Mr Hammond, who has previously faced accusations of trying to undermine the Brexit process, unleashed an angry tirade against Mr Gove, a leading figure in the Leave campaign.
The dispute is said to have taken place during a discussion on how to boost trade once Britain exits the bloc.
Mr Gove told the meeting that the referendum result proved Government-led campaigns were not succeeding.
But Mr Hammond shot back that people had voted to leave because of their “misleading” claims over EU cash, The Sun reported.
A source told the paper: “Hammond absolutely went for him.”
The latest bout of Tory in-fighting risks casting a shadow over her hard fought withdrawal terms, which EU leaders yesterday agreed meant talks could finally move on to trade.
It comes after party rebels subjected Theresa May to a Commons defeat last week, successfully demanding a “meaningful vote” on the final Brexit deal.
But Mrs May looked to have seen off another damaging defeat today after reaching a compromise over plans to write the date Britain leaves the bloc into law.
Behind-the-scenes efforts to prevent a revolt appeared to have resulted in a situation which will see March 29 2019 written into the Government’s Brexit legislation as the Prime Minister promised.
However, it will now have the added flexibility of allowing the date to be changed if negotiations with Brussels look set to stretch beyond that date.

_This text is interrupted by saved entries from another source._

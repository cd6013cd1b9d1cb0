mod common;

use std::collections::BTreeMap;
use std::sync::Arc;

use chrono::{DateTime, Duration, TimeZone, Utc};
use kubegraph_core::history::{FileSnapshotStore, SnapshotRecord, SnapshotStore, StorageError, TimeRange};
use kubegraph_core::{Config, GraphFilter, LayoutSeed, TopologyService};
use tempfile::TempDir;
use tokio_util::sync::CancellationToken;
use uuid::Uuid;

fn create_test_store(max_snapshots: usize) -> (FileSnapshotStore, TempDir) {
    let temp_dir = TempDir::new().unwrap();
    let store = FileSnapshotStore::new(temp_dir.path().join("snapshots"), max_snapshots);
    (store, temp_dir)
}

fn record(at: DateTime<Utc>, version: u64) -> SnapshotRecord {
    let records = common::shop_builder().snapshot().to_records();
    SnapshotRecord {
        id: Uuid::new_v4(),
        timestamp: at,
        version,
        nodes: records.nodes,
        edges: records.edges,
        layout_seed: LayoutSeed::from_u64(version),
        positions: BTreeMap::new(),
    }
}

fn noon() -> DateTime<Utc> {
    Utc.with_ymd_and_hms(2024, 5, 1, 12, 0, 0).unwrap()
}

#[tokio::test]
async fn test_save_and_load_snapshot() {
    let (store, _temp) = create_test_store(10);
    let saved = record(noon(), 7);

    let reference = store.save(&saved).await.unwrap();
    assert_eq!(reference.id, saved.id);
    assert_eq!(reference.node_count, 9);
    assert_eq!(reference.edge_count, 24);

    let loaded = store.load(saved.id).await.unwrap();
    assert_eq!(loaded, saved);
}

#[tokio::test]
async fn test_list_snapshots_in_range() {
    let (store, _temp) = create_test_store(10);
    for hour in [2, 0, 1] {
        store.save(&record(noon() + Duration::hours(hour), hour as u64)).await.unwrap();
    }

    let all = store.list(TimeRange::all()).await.unwrap();
    let versions: Vec<u64> = all.iter().map(|r| r.version).collect();
    assert_eq!(versions, vec![0, 1, 2]);

    let window = TimeRange::between(noon() + Duration::minutes(30), noon() + Duration::hours(2));
    let versions: Vec<u64> = store.list(window).await.unwrap().iter().map(|r| r.version).collect();
    assert_eq!(versions, vec![1, 2]);
}

#[tokio::test]
async fn test_oldest_snapshots_are_pruned() {
    let (store, _temp) = create_test_store(2);
    let first = record(noon(), 1);
    store.save(&first).await.unwrap();
    store.save(&record(noon() + Duration::hours(1), 2)).await.unwrap();
    store.save(&record(noon() + Duration::hours(2), 3)).await.unwrap();

    let remaining = store.list(TimeRange::all()).await.unwrap();
    assert_eq!(remaining.len(), 2);
    assert_eq!(remaining[0].version, 2);

    let err = store.load(first.id).await.unwrap_err();
    assert!(matches!(err, StorageError::SnapshotNotFound(id) if id == first.id));
}

#[tokio::test]
async fn test_unreadable_files_are_skipped() {
    let (store, _temp) = create_test_store(10);
    store.save(&record(noon(), 1)).await.unwrap();
    std::fs::write(store.dir().join("broken.json"), "{ not json").unwrap();
    std::fs::write(store.dir().join("notes.txt"), "ignored").unwrap();

    let listed = store.list(TimeRange::all()).await.unwrap();
    assert_eq!(listed.len(), 1);
}

#[tokio::test]
async fn test_empty_store_lists_nothing() {
    let (store, _temp) = create_test_store(10);
    assert!(store.list(TimeRange::all()).await.unwrap().is_empty());
    assert!(matches!(
        store.load(Uuid::new_v4()).await,
        Err(StorageError::SnapshotNotFound(_))
    ));
}

#[tokio::test]
async fn test_service_persists_current_graph() {
    let (store, _temp) = create_test_store(10);
    let history: Arc<dyn SnapshotStore> = Arc::new(store);
    let snapshot = common::shop_builder().snapshot();
    let version = snapshot.version();
    let service = TopologyService::from_snapshot(snapshot, history, &Config::default()).unwrap();

    let saved = service.persist_snapshot().await.unwrap();
    assert_eq!(saved.version, version);

    let listed = service.snapshot_history(TimeRange::all()).await.unwrap();
    assert_eq!(listed, vec![saved.clone()]);

    // The stored layout is the one the live view shows.
    let record = service.load_snapshot(saved.id).await.unwrap();
    let view = service.get_current_graph(&GraphFilter::all(), &CancellationToken::new()).await.unwrap();
    assert_eq!(record.positions, view.layout.positions);
    assert_eq!(record.layout_seed, view.layout_seed);
    assert_eq!(record.nodes, view.nodes);
}

#[tokio::test]
async fn test_persisted_graph_ignores_view_cap() {
    let (store, _temp) = create_test_store(10);
    let history: Arc<dyn SnapshotStore> = Arc::new(store);
    let mut config = Config::default();
    config.export.max_nodes = 3;
    let snapshot = common::shop_builder().snapshot();
    let total_nodes = snapshot.node_count();
    let total_edges = snapshot.edge_count();
    let service = TopologyService::from_snapshot(snapshot, history, &config).unwrap();

    let view = service.get_current_graph(&GraphFilter::all(), &CancellationToken::new()).await.unwrap();
    assert!(view.truncated);
    assert_eq!(view.nodes.len(), 3);

    let saved = service.persist_snapshot().await.unwrap();
    assert_eq!(saved.node_count, total_nodes);
    assert_eq!(saved.edge_count, total_edges);

    let record = service.load_snapshot(saved.id).await.unwrap();
    assert_eq!(record.nodes.len(), total_nodes);
    assert!(record.nodes.iter().all(|n| record.positions.contains_key(&n.id)));
}

#[tokio::test]
async fn test_listing_reads_only_refs() {
    let (store, _temp) = create_test_store(10);
    let saved = record(noon(), 1);
    let reference = store.save(&saved).await.unwrap();
    assert!(store.dir().join(format!("{}.ref.json", saved.id)).exists());

    // A listing does not touch the full record.
    std::fs::write(store.dir().join(format!("{}.json", saved.id)), "{ not json").unwrap();
    let listed = store.list(TimeRange::all()).await.unwrap();
    assert_eq!(listed, vec![reference]);
    assert!(matches!(store.load(saved.id).await, Err(StorageError::Json(_))));
}

#[tokio::test]
async fn test_record_without_ref_is_still_listed() {
    let (store, _temp) = create_test_store(2);
    let first = record(noon(), 1);
    store.save(&first).await.unwrap();
    std::fs::remove_file(store.dir().join(format!("{}.ref.json", first.id))).unwrap();

    let listed = store.list(TimeRange::all()).await.unwrap();
    assert_eq!(listed, vec![first.to_ref()]);

    // Pruning still finds it as the oldest.
    store.save(&record(noon() + Duration::hours(1), 2)).await.unwrap();
    store.save(&record(noon() + Duration::hours(2), 3)).await.unwrap();
    let versions: Vec<u64> = store.list(TimeRange::all()).await.unwrap().iter().map(|r| r.version).collect();
    assert_eq!(versions, vec![2, 3]);
    assert!(!store.dir().join(format!("{}.json", first.id)).exists());
}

Rebels who helped inflict Mrs May’s first Commons defeat on Wednesday lined up behind the compromise, which has been put forward by prominent backbenchers on both sides of the EU referendum divide.
The Government is understood to be “looking closely” at the amendment tabled by MPs including Remain supporter Sir Oliver Letwin and Brexiteer Bernard Jenkin – which would give ministers flexibility to change the departure day if Parliament agrees.
The Government has not formally supported the move but it would appear certain to back the measure if it presented a way for Mrs May to avoid another Commons reverse.
Former Cabinet minister Nicky Morgan, one of the rebels who helped inflict Mrs May’s first Commons defeat on Wednesday, gave her support to the compromise over the Brexit date.
She said the new amendment “demonstrates how all Conservative MPs can work together” to deliver the best possible Brexit and reflects the flexibility within the Article 50 withdrawal process.
The amendment also emphasises that “Parliament will be fully involved in Brexit”, she said.
But a senior Leave-supporting Tory said the rebels had now accepted that Government ministers are in control of setting the Brexit date.